James Hansen, head of NASA's GISS and technical adviser on An Inconvenient Truth, wrote recently
Thus there is no need to equivocate about the summer heat waves in Texas in 2011 and Moscow in 2010, which exceeded 3σ – it is nearly certain that they would not have occurred in the absence of global warming. If global warming is not slowed from its current pace, by mid-century 3σ events will be the new norm and 5σ events will be common.
This statement alone should be enough for any thoughtful person who here-to-fore has bought in to global warming hysteria out of vague respect for "science" to question their beliefs.
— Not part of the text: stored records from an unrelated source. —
//! Starting a fully seated game.

use super::{refresh_game_posts, render_game};
use crate::{
    bot::{BotData, ops, snowflake, xid},
    core::{
        awards,
        channels::{self, DEFAULT_VOICE_CATEGORY},
        games, guilds,
    },
    entities::GameModel,
    errors::Result,
    integrations::LinkGenerator,
};
use poise::serenity_prelude as serenity;
use sea_orm::DatabaseConnection;
use serenity::{ChannelId, CreateMessage, GuildId, UserId};
use std::{collections::HashMap, fmt::Write};
use tracing::{info, instrument, warn};

/// A game that just started.
#[derive(Debug, Clone, PartialEq, Eq)]
pub struct ReadyGame {
    /// The started game
    pub game: GameModel,
    /// Other pending games that lost players to it
    pub others: Vec<i32>,
}

/// Creates a table for a pending game and marks it started.
///
/// Returns `None` when the game does not exist or is no longer pending. A
/// game whose table could not be created still starts, without a link.
pub async fn ready_game(
    db: &DatabaseConnection,
    links: &dyn LinkGenerator,
    game_id: i32,
) -> Result<Option<ReadyGame>> {
    let Some(pending) = games::select(db, game_id).await? else {
        return Ok(None);
    };
    if !pending.is_pending() {
        return Ok(None);
    }

    let link = links.generate(&pending).await;
    if link.link.is_none() {
        warn!(game_id, service = %pending.service, "Starting game without a link");
    }
    let others = games::make_ready(db, game_id, link.link, link.password).await?;
    info!(game_id, "Game is ready");

    Ok(games::select(db, game_id)
        .await?
        .map(|game| ReadyGame { game, others }))
}

/// Moves a pending game to started and performs every side effect of starting it.
#[instrument(skip(ctx, data))]
pub async fn start_game(ctx: &serenity::Context, data: &BotData, game_id: i32) -> Result<()> {
    let db = &data.database;
    let Some(ReadyGame { game: started, others }) =
        ready_game(db, data.links.as_ref(), game_id).await?
    else {
        return Ok(());
    };

    create_voice(ctx, data, &started).await?;
    refresh_game_posts(ctx, data, game_id).await?;

    let Some(game) = games::select(db, game_id).await? else {
        return Ok(());
    };
    let players = games::player_xids(db, &game).await?;
    notify_players(ctx, data, &game, &players).await?;
    grant_awards(ctx, data, &game, &players).await?;
    notify_moderators(ctx, data, &game, &players).await?;

    for other in others {
        refresh_game_posts(ctx, data, other).await?;
    }
    Ok(())
}

async fn create_voice(ctx: &serenity::Context, data: &BotData, game: &GameModel) -> Result<()> {
    let db = &data.database;
    let Some(guild) = guilds::get_guild(db, game.guild_xid).await? else {
        return Ok(());
    };
    if !guild.voice_create {
        return Ok(());
    }
    let channel = channels::get_channel(db, game.channel_xid).await?;
    let prefix = channel
        .as_ref()
        .and_then(|c| c.voice_category.clone())
        .unwrap_or_else(|| DEFAULT_VOICE_CATEGORY.to_string());

    let guild_id = GuildId::new(snowflake(game.guild_xid));
    let name = format!("Game-SB{}", game.id);
    let Some(voice) =
        ops::safe_create_voice_channel(ctx, guild_id, &name, &prefix, guild.use_max_bitrate).await
    else {
        return Ok(());
    };

    let invite = if channel.as_ref().is_some_and(|c| c.voice_invite) {
        ops::safe_create_invite(ctx, voice.id, data.settings.voice_invite_expire_time_s).await
    } else {
        None
    };
    games::set_voice(db, game.id, xid(voice.id.get()), invite).await
}

/// Mentions joined with commas, in the form Discord renders as users.
fn mentions(xids: &[i64]) -> String {
    xids.iter()
        .map(|x| format!("<@{x}>"))
        .collect::<Vec<_>>()
        .join(", ")
}

async fn notify_players(
    ctx: &serenity::Context,
    data: &BotData,
    game: &GameModel,
    players: &[i64],
) -> Result<()> {
    let embed = ops::to_embed(&render_game(&data.database, &data.settings, game, true).await?);

    let mut failed = Vec::new();
    for &player in players {
        let message = CreateMessage::new().embed(embed.clone());
        if !ops::safe_send_user(ctx, UserId::new(snowflake(player)), message).await {
            failed.push(player);
        }
    }

    if !failed.is_empty() {
        let content = format!(
            "Unable to send Direct Messages to some players: {}",
            mentions(&failed)
        );
        let channel_id = ChannelId::new(snowflake(game.channel_xid));
        ops::safe_send_channel(ctx, channel_id, CreateMessage::new().content(content)).await;
    }
    Ok(())
}

async fn grant_awards(
    ctx: &serenity::Context,
    data: &BotData,
    game: &GameModel,
    players: &[i64],
) -> Result<()> {
    let given = awards::give_awards(&data.database, game.guild_xid, players).await?;
    let guild_id = GuildId::new(snowflake(game.guild_xid));

    for (player, award) in given {
        let user_id = UserId::new(snowflake(player));
        let message = CreateMessage::new().content(award.message.clone());
        ops::safe_send_user(ctx, user_id, message).await;
        ops::safe_set_role(ctx, guild_id, user_id, &award.role, award.remove).await;
    }
    Ok(())
}

/// Message telling moderators which watched users just started a game.
pub fn watch_report(
    game: &GameModel,
    notes: &HashMap<i64, Option<String>>,
    jump_link: Option<&str>,
) -> Result<String> {
    let mut watched: Vec<_> = notes.iter().collect();
    watched.sort_by_key(|(xid, _)| **xid);

    let mut report = format!("Watched user(s) joined up for game #SB{}:", game.id);
    for (xid, note) in watched {
        match note {
            Some(note) => write!(report, "\n• <@{xid}>: {note}")?,
            None => write!(report, "\n• <@{xid}>")?,
        }
    }
    if let Some(link) = jump_link {
        write!(report, "\n{link}")?;
    }
    Ok(report)
}

async fn notify_moderators(
    ctx: &serenity::Context,
    data: &BotData,
    game: &GameModel,
    players: &[i64],
) -> Result<()> {
    let db = &data.database;
    let notes = games::watch_notes(db, game.guild_xid, players).await?;
    if notes.is_empty() {
        return Ok(());
    }

    let jump_link = games::posts(db, game.id)
        .await?
        .into_iter()
        .find(|p| p.channel_xid == game.channel_xid)
        .map(|p| p.jump_link());
    let report = watch_report(game, &notes, jump_link.as_deref())?;

    let guild_id = GuildId::new(snowflake(game.guild_xid));
    let moderators =
        ops::safe_members_with_role_prefix(ctx, guild_id, &data.settings.mod_prefix).await;
    info!(game_id = game.id, moderators = moderators.len(), "Reporting watched players");
    for moderator in moderators {
        ops::safe_send_user(ctx, moderator, CreateMessage::new().content(report.clone())).await;
    }
    Ok(())
}

#[cfg(test)]
mod tests {
    #![allow(clippy::unwrap_used)]
    use super::*;
    use crate::core::games::JoinRequest;
    use crate::entities::{GameBracket, GameFormat, GameService};
    use crate::test_utils::*;

    #[test]
    fn test_mentions() {
        assert_eq!(mentions(&[1, 2]), "<@1>, <@2>");
        assert_eq!(mentions(&[]), "");
    }

    async fn seated_game(db: &DatabaseConnection, friends: Vec<i64>) -> Result<GameModel> {
        let request = JoinRequest {
            guild_xid: 1,
            channel_xid: 10,
            author_xid: 100,
            friend_xids: friends,
            seats: 2,
            format: GameFormat::Modern,
            bracket: GameBracket::None,
            service: GameService::SpellTable,
        };
        Ok(games::upsert(db, &request, true).await?.0)
    }

    #[tokio::test]
    async fn test_ready_game_without_link() -> Result<()> {
        let db = setup_test_db().await?;
        create_test_guild(&db, 1).await?;
        create_test_channel(&db, 1, 10).await?;
        let game = seated_game(&db, vec![101]).await?;
        // 101 is also waiting in another game that loses them
        let other = JoinRequest {
            guild_xid: 1,
            channel_xid: 10,
            author_xid: 101,
            friend_xids: vec![],
            seats: 4,
            format: GameFormat::Commander,
            bracket: GameBracket::None,
            service: GameService::SpellTable,
        };
        let (other, _) = games::upsert(&db, &other, true).await?;

        let ready = ready_game(&db, &StubLinks::default(), game.id).await?.unwrap();
        assert_eq!(ready.game.id, game.id);
        assert!(!ready.game.is_pending());
        assert!(ready.game.started_at.is_some());
        assert_eq!(ready.game.game_link, None);
        assert_eq!(ready.others, vec![other.id]);
        assert_eq!(games::plays(&db, game.id).await?.len(), 2);

        // Already started
        assert!(ready_game(&db, &StubLinks::default(), game.id).await?.is_none());
        assert!(ready_game(&db, &StubLinks::default(), 404).await?.is_none());
        Ok(())
    }

    #[tokio::test]
    async fn test_ready_game_with_link() -> Result<()> {
        let db = setup_test_db().await?;
        create_test_guild(&db, 1).await?;
        create_test_channel(&db, 1, 10).await?;
        let game = seated_game(&db, vec![101]).await?;
        let links = StubLinks {
            link: crate::integrations::GameLink {
                link: Some("https://spelltable.wizards.com/game/abc".to_string()),
                password: Some("hunter2".to_string()),
            },
        };

        let ready = ready_game(&db, &links, game.id).await?.unwrap();
        assert_eq!(ready.game.game_link.as_deref(), Some("https://spelltable.wizards.com/game/abc"));
        assert_eq!(ready.game.password.as_deref(), Some("hunter2"));
        assert!(ready.others.is_empty());
        Ok(())
    }

    #[tokio::test]
    async fn test_watch_report() -> Result<()> {
        let db = setup_test_db().await?;
        create_test_guild(&db, 1).await?;
        create_test_channel(&db, 1, 10).await?;
        let request = JoinRequest {
            guild_xid: 1,
            channel_xid: 10,
            author_xid: 100,
            friend_xids: vec![],
            seats: 4,
            format: GameFormat::Commander,
            bracket: GameBracket::None,
            service: GameService::SpellTable,
        };
        let (game, _) = games::upsert(&db, &request, false).await?;

        let notes = HashMap::from([(7, Some("salty".to_string())), (3, None)]);
        let report = watch_report(&game, &notes, Some("https://discordapp.com/channels/1/10/5"))?;

        let expected = format!(
            "Watched user(s) joined up for game #SB{}:\n• <@3>\n• <@7>: salty\nhttps://discordapp.com/channels/1/10/5",
            game.id
        );
        assert_eq!(report, expected);
        Ok(())
    }
}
First, he is basically arguing that a 3σ event proves (makes it "nearly certain") that some shift has occurred in the underlying process. In particular, he is arguing that one single sample's value is due to a mean shift in the system. I don't have a ton of experience in process control and quality, but my gut feel is that a 3σ event can be just that, a 3σ event. One should expect a 3σ event to occur, on average, once in every 300 samples of a system with a normal distribution of outcomes.
Second, and a much bigger problem, is that Hansen is gaming the sampling process. First, he is picking an isolated period. Let's say, to be generous, that this 3σ event stretched over 3 months and was unprecedented in the last century. But there are 400 3-month periods in the last hundred years. So he is saying in these two locations there was a 3σ temperature excursion once out of 400 samples. Uh, ok. Pretty much what one would expect.
Or, if you don't like the historic approach, lets focus on just this year. He treats Moscow and Texas like they are the only places being sampled, but in fact they are two of hundreds or even thousands of places on Earth. Since he does not focus on any of the others, we can assume these are the only two that have so-called 3σ temperature events this summer.
It's hard to know how large to define "Texas" (since the high temperatures did not cover the whole state) or "Moscow" (since clearly the high temperatures likely reached beyond the suburbs of just that city).
Let's say that the 3σ event occurred in a circular area 500km in diameter. That is an area of 196,250 sq km each. But the land surface area of the Earth (we will leave out the oceans for now since heat waves there don't tend to make the headlines) is about 150 million sq km. This means that each of these areas represent about 1/764th of the land surface area of the Earth. Or said another way, this summer there were 764 500km diameter land areas we could sample, and 2 had 3σ events. Again, exactly as expected.
In other words, Hansen's that something unusual is going on in the system is that he found two 3σ events that happened once every 300 or 400 samples. You feeling better about the science yet?
Luboš Motl has a more sophisticated discussion of the same statement, and gets into other issues with Hansen's statement.
Postscript: One other issue -- the mean shift in temperatures over the last 30 years has been, at most, about 0.5C (a small number compared to the Moscow temperature excursion from the norm). Applying that new mean and the historic standard deviation, my guess is that the Moscow event would have still been a 2.5σ event. So its not clear how an event that would have been unlikely even with global warming but slightly more unlikely without global warming tells us much of anything about changes in the underlying system, or how Hansen could possible assign blame for the even with near certainty to anthropogenic CO2.